> [DIRECTIONS]:
An identical copy of all records below is to be written out.

> [RECORDS PROVIDED]:

┄┄┄┄┄┄┄┄┄┄┄┄┄┄┄┄┄┄┄┄

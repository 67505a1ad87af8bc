//! Command builders for the CLI.
//!
//! Every command accepts the analysis flags, so the same grammar can be
//! checked, dumped and batch-processed under one configuration.

use clap::Command;

use super::args::*;

/// Add the flags that map onto `AnalysisConfig`.
fn with_analysis_args(cmd: Command) -> Command {
    cmd.arg(max_non_terminals_arg())
        .arg(brute_force_arg())
        .arg(keep_contradictions_arg())
        .arg(no_simplify_arg())
}

/// Build the complete CLI with all subcommands.
pub fn build_cli() -> Command {
    Command::new("vpgtag")
        .about("Classify context-free grammars as Visibly Pushdown Grammars")
        .subcommand_required(true)
        .arg_required_else_help(true)
        .subcommand(check_command())
        .subcommand(dump_command())
        .subcommand(batch_command())
}

/// Classify one grammar.
pub fn check_command() -> Command {
    let cmd = Command::new("check")
        .about("Classify one grammar")
        .after_help(
            r#"EXAMPLES:
  vpgtag check Json.g4                     # prints VPG, not a VPG or too large
  vpgtag check grammar.json                # pre-resolved JSON grammar
  vpgtag check Java.g4 --max-nonterminals 200"#,
        )
        .arg(grammar_path_arg())
        .arg(color_arg());

    with_analysis_args(cmd)
}

/// Show the tagged grammar and its analysis.
pub fn dump_command() -> Command {
    let cmd = Command::new("dump")
        .about("Show the tagged grammar, partition, pairs and cycles")
        .after_help(
            r#"EXAMPLES:
  vpgtag dump Json.g4                      # tagged grammar and analysis
  vpgtag dump Json.g4 --json               # serialized report
  vpgtag dump Json.g4 --no-simplify        # before span extraction"#,
        )
        .arg(grammar_path_arg())
        .arg(json_arg())
        .arg(color_arg());

    with_analysis_args(cmd)
}

/// Analyze a directory tree of grammars.
pub fn batch_command() -> Command {
    let cmd = Command::new("batch")
        .about("Analyze every .g4 grammar under a directory and write reports")
        .after_help(
            r#"EXAMPLES:
  vpgtag batch grammars-v4                 # reports under ./results
  vpgtag batch grammars-v4 -o out          # reports under ./out
  vpgtag batch grammars-v4 --brute-force   # also write *_tagged_all.txt"#,
        )
        .arg(input_dir_arg())
        .arg(output_dir_arg());

    with_analysis_args(cmd)
}
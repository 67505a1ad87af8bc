//! Name-level grammar description handed over by the ingestion front ends.

use indexmap::{IndexMap, IndexSet};
use serde::{Deserialize, Serialize};

use super::{Alternative, Grammar, NodeKind, Occurrence, Suffix};
use crate::{Error, Result};

/// A grammar before name resolution.
///
/// Produced by [`parse_grammar`](crate::parse_grammar) or decoded from JSON.
#[derive(Debug, Clone, Default, PartialEq, Serialize, Deserialize)]
pub struct RawGrammar {
    #[serde(default)]
    pub name: Option<String>,
    #[serde(default)]
    pub start: Option<String>,
    #[serde(default)]
    pub terminals: IndexSet<String>,
    #[serde(default)]
    pub non_terminals: IndexSet<String>,
    /// Nonterminal name to its alternatives.
    #[serde(default)]
    pub rules: IndexMap<String, Vec<Vec<RawOccurrence>>>,
}

/// One symbol reference by name.
#[derive(Debug, Clone, PartialEq, Eq, Serialize, Deserialize)]
pub struct RawOccurrence {
    pub name: String,
    pub kind: NodeKind,
    #[serde(default)]
    pub suffix: Suffix,
}

impl RawOccurrence {
    pub fn terminal(name: impl Into<String>, suffix: Suffix) -> Self {
        Self {
            name: name.into(),
            kind: NodeKind::Terminal,
            suffix,
        }
    }

    pub fn non_terminal(name: impl Into<String>, suffix: Suffix) -> Self {
        Self {
            name: name.into(),
            kind: NodeKind::NonTerminal,
            suffix,
        }
    }
}

impl RawGrammar {
    pub fn from_json(json: &str) -> Result<Self> {
        Ok(serde_json::from_str(json)?)
    }

    pub(crate) fn display_name(&self) -> String {
        self.name.clone().unwrap_or_else(|| "<anonymous>".to_string())
    }

    fn is_declared(&self, occ: &RawOccurrence) -> bool {
        match occ.kind {
            NodeKind::Terminal => self.terminals.contains(&occ.name),
            NodeKind::NonTerminal => {
                self.non_terminals.contains(&occ.name) || self.rules.contains_key(&occ.name)
            }
        }
    }
}

impl Grammar {
    /// Resolve a name-level grammar into the symbol arena.
    ///
    /// Rule keys count as nonterminal declarations. Every referenced name
    /// must be declared with the matching kind.
    pub fn from_raw(raw: &RawGrammar) -> Result<Self> {
        let start = match raw.start.as_deref() {
            Some(start) if raw.non_terminals.contains(start) || raw.rules.contains_key(start) => {
                start
            }
            _ => {
                return Err(Error::NoRules {
                    grammar: raw.display_name(),
                });
            }
        };

        let mut grammar = Grammar::new(start).with_name(raw.name.clone());
        for name in &raw.non_terminals {
            grammar.intern_node(name, NodeKind::NonTerminal);
        }
        for name in &raw.terminals {
            grammar.intern_node(name, NodeKind::Terminal);
        }

        for (lhs, alternatives) in &raw.rules {
            let lhs = grammar.intern_node(lhs, NodeKind::NonTerminal);
            for raw_alt in alternatives {
                let mut alt = Alternative::empty();
                for occ in raw_alt {
                    if !raw.is_declared(occ) {
                        return Err(Error::UnknownSymbol {
                            name: occ.name.clone(),
                        });
                    }
                    let node = grammar.intern_node(&occ.name, occ.kind);
                    alt.push(Occurrence::new(node, occ.suffix));
                }
                grammar.add_alternative(lhs, alt);
            }
        }

        grammar.refresh_symbols();
        Ok(grammar)
    }
}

┄┄┄┄┄┄┄┄┄┄┄┄┄┄┄┄┄┄┄┄

> [THE ANSWER]:
repository 67505a1ad87af8bc
//! Command builders for the CLI.
//!
//! Every command accepts the analysis flags, so the same grammar can be
//! checked, dumped and batch-processed under one configuration.

use clap::Command;

use super::args::*;

/// Add the flags that map onto `AnalysisConfig`.
fn with_analysis_args(cmd: Command) -> Command {
    cmd.arg(max_non_terminals_arg())
        .arg(brute_force_arg())
        .arg(keep_contradictions_arg())
        .arg(no_simplify_arg())
}

/// Build the complete CLI with all subcommands.
pub fn build_cli() -> Command {
    Command::new("vpgtag")
        .about("Classify context-free grammars as Visibly Pushdown Grammars")
        .subcommand_required(true)
        .arg_required_else_help(true)
        .subcommand(check_command())
        .subcommand(dump_command())
        .subcommand(batch_command())
}

/// Classify one grammar.
pub fn check_command() -> Command {
    let cmd = Command::new("check")
        .about("Classify one grammar")
        .after_help(
            r#"EXAMPLES:
  vpgtag check Json.g4                     # prints VPG, not a VPG or too large
  vpgtag check grammar.json                # pre-resolved JSON grammar
  vpgtag check Java.g4 --max-nonterminals 200"#,
        )
        .arg(grammar_path_arg())
        .arg(color_arg());

    with_analysis_args(cmd)
}

/// Show the tagged grammar and its analysis.
pub fn dump_command() -> Command {
    let cmd = Command::new("dump")
        .about("Show the tagged grammar, partition, pairs and cycles")
        .after_help(
            r#"EXAMPLES:
  vpgtag dump Json.g4                      # tagged grammar and analysis
  vpgtag dump Json.g4 --json               # serialized report
  vpgtag dump Json.g4 --no-simplify        # before span extraction"#,
        )
        .arg(grammar_path_arg())
        .arg(json_arg())
        .arg(color_arg());

    with_analysis_args(cmd)
}

/// Analyze a directory tree of grammars.
pub fn batch_command() -> Command {
    let cmd = Command::new("batch")
        .about("Analyze every .g4 grammar under a directory and write reports")
        .after_help(
            r#"EXAMPLES:
  vpgtag batch grammars-v4                 # reports under ./results
  vpgtag batch grammars-v4 -o out          # reports under ./out
  vpgtag batch grammars-v4 --brute-force   # also write *_tagged_all.txt"#,
        )
        .arg(input_dir_arg())
        .arg(output_dir_arg());

    with_analysis_args(cmd)
}
repository 67505a1ad87af8bc
//! Name-level grammar description handed over by the ingestion front ends.

use indexmap::{IndexMap, IndexSet};
use serde::{Deserialize, Serialize};

use super::{Alternative, Grammar, NodeKind, Occurrence, Suffix};
use crate::{Error, Result};

/// A grammar before name resolution.
///
/// Produced by [`parse_grammar`](crate::parse_grammar) or decoded from JSON.
#[derive(Debug, Clone, Default, PartialEq, Serialize, Deserialize)]
pub struct RawGrammar {
    #[serde(default)]
    pub name: Option<String>,
    #[serde(default)]
    pub start: Option<String>,
    #[serde(default)]
    pub terminals: IndexSet<String>,
    #[serde(default)]
    pub non_terminals: IndexSet<String>,
    /// Nonterminal name to its alternatives.
    #[serde(default)]
    pub rules: IndexMap<String, Vec<Vec<RawOccurrence>>>,
}

/// One symbol reference by name.
#[derive(Debug, Clone, PartialEq, Eq, Serialize, Deserialize)]
pub struct RawOccurrence {
    pub name: String,
    pub kind: NodeKind,
    #[serde(default)]
    pub suffix: Suffix,
}

impl RawOccurrence {
    pub fn terminal(name: impl Into<String>, suffix: Suffix) -> Self {
        Self {
            name: name.into(),
            kind: NodeKind::Terminal,
            suffix,
        }
    }

    pub fn non_terminal(name: impl Into<String>, suffix: Suffix) -> Self {
        Self {
            name: name.into(),
            kind: NodeKind::NonTerminal,
            suffix,
        }
    }
}

impl RawGrammar {
    pub fn from_json(json: &str) -> Result<Self> {
        Ok(serde_json::from_str(json)?)
    }

    pub(crate) fn display_name(&self) -> String {
        self.name.clone().unwrap_or_else(|| "<anonymous>".to_string())
    }

    fn is_declared(&self, occ: &RawOccurrence) -> bool {
        match occ.kind {
            NodeKind::Terminal => self.terminals.contains(&occ.name),
            NodeKind::NonTerminal => {
                self.non_terminals.contains(&occ.name) || self.rules.contains_key(&occ.name)
            }
        }
    }
}

impl Grammar {
    /// Resolve a name-level grammar into the symbol arena.
    ///
    /// Rule keys count as nonterminal declarations. Every referenced name
    /// must be declared with the matching kind.
    pub fn from_raw(raw: &RawGrammar) -> Result<Self> {
        let start = match raw.start.as_deref() {
            Some(start) if raw.non_terminals.contains(start) || raw.rules.contains_key(start) => {
                start
            }
            _ => {
                return Err(Error::NoRules {
                    grammar: raw.display_name(),
                });
            }
        };

        let mut grammar = Grammar::new(start).with_name(raw.name.clone());
        for name in &raw.non_terminals {
            grammar.intern_node(name, NodeKind::NonTerminal);
        }
        for name in &raw.terminals {
            grammar.intern_node(name, NodeKind::Terminal);
        }

        for (lhs, alternatives) in &raw.rules {
            let lhs = grammar.intern_node(lhs, NodeKind::NonTerminal);
            for raw_alt in alternatives {
                let mut alt = Alternative::empty();
                for occ in raw_alt {
                    if !raw.is_declared(occ) {
                        return Err(Error::UnknownSymbol {
                            name: occ.name.clone(),
                        });
                    }
                    let node = grammar.intern_node(&occ.name, occ.kind);
                    alt.push(Occurrence::new(node, occ.suffix));
                }
                grammar.add_alternative(lhs, alt);
            }
        }

        grammar.refresh_symbols();
        Ok(grammar)
    }
}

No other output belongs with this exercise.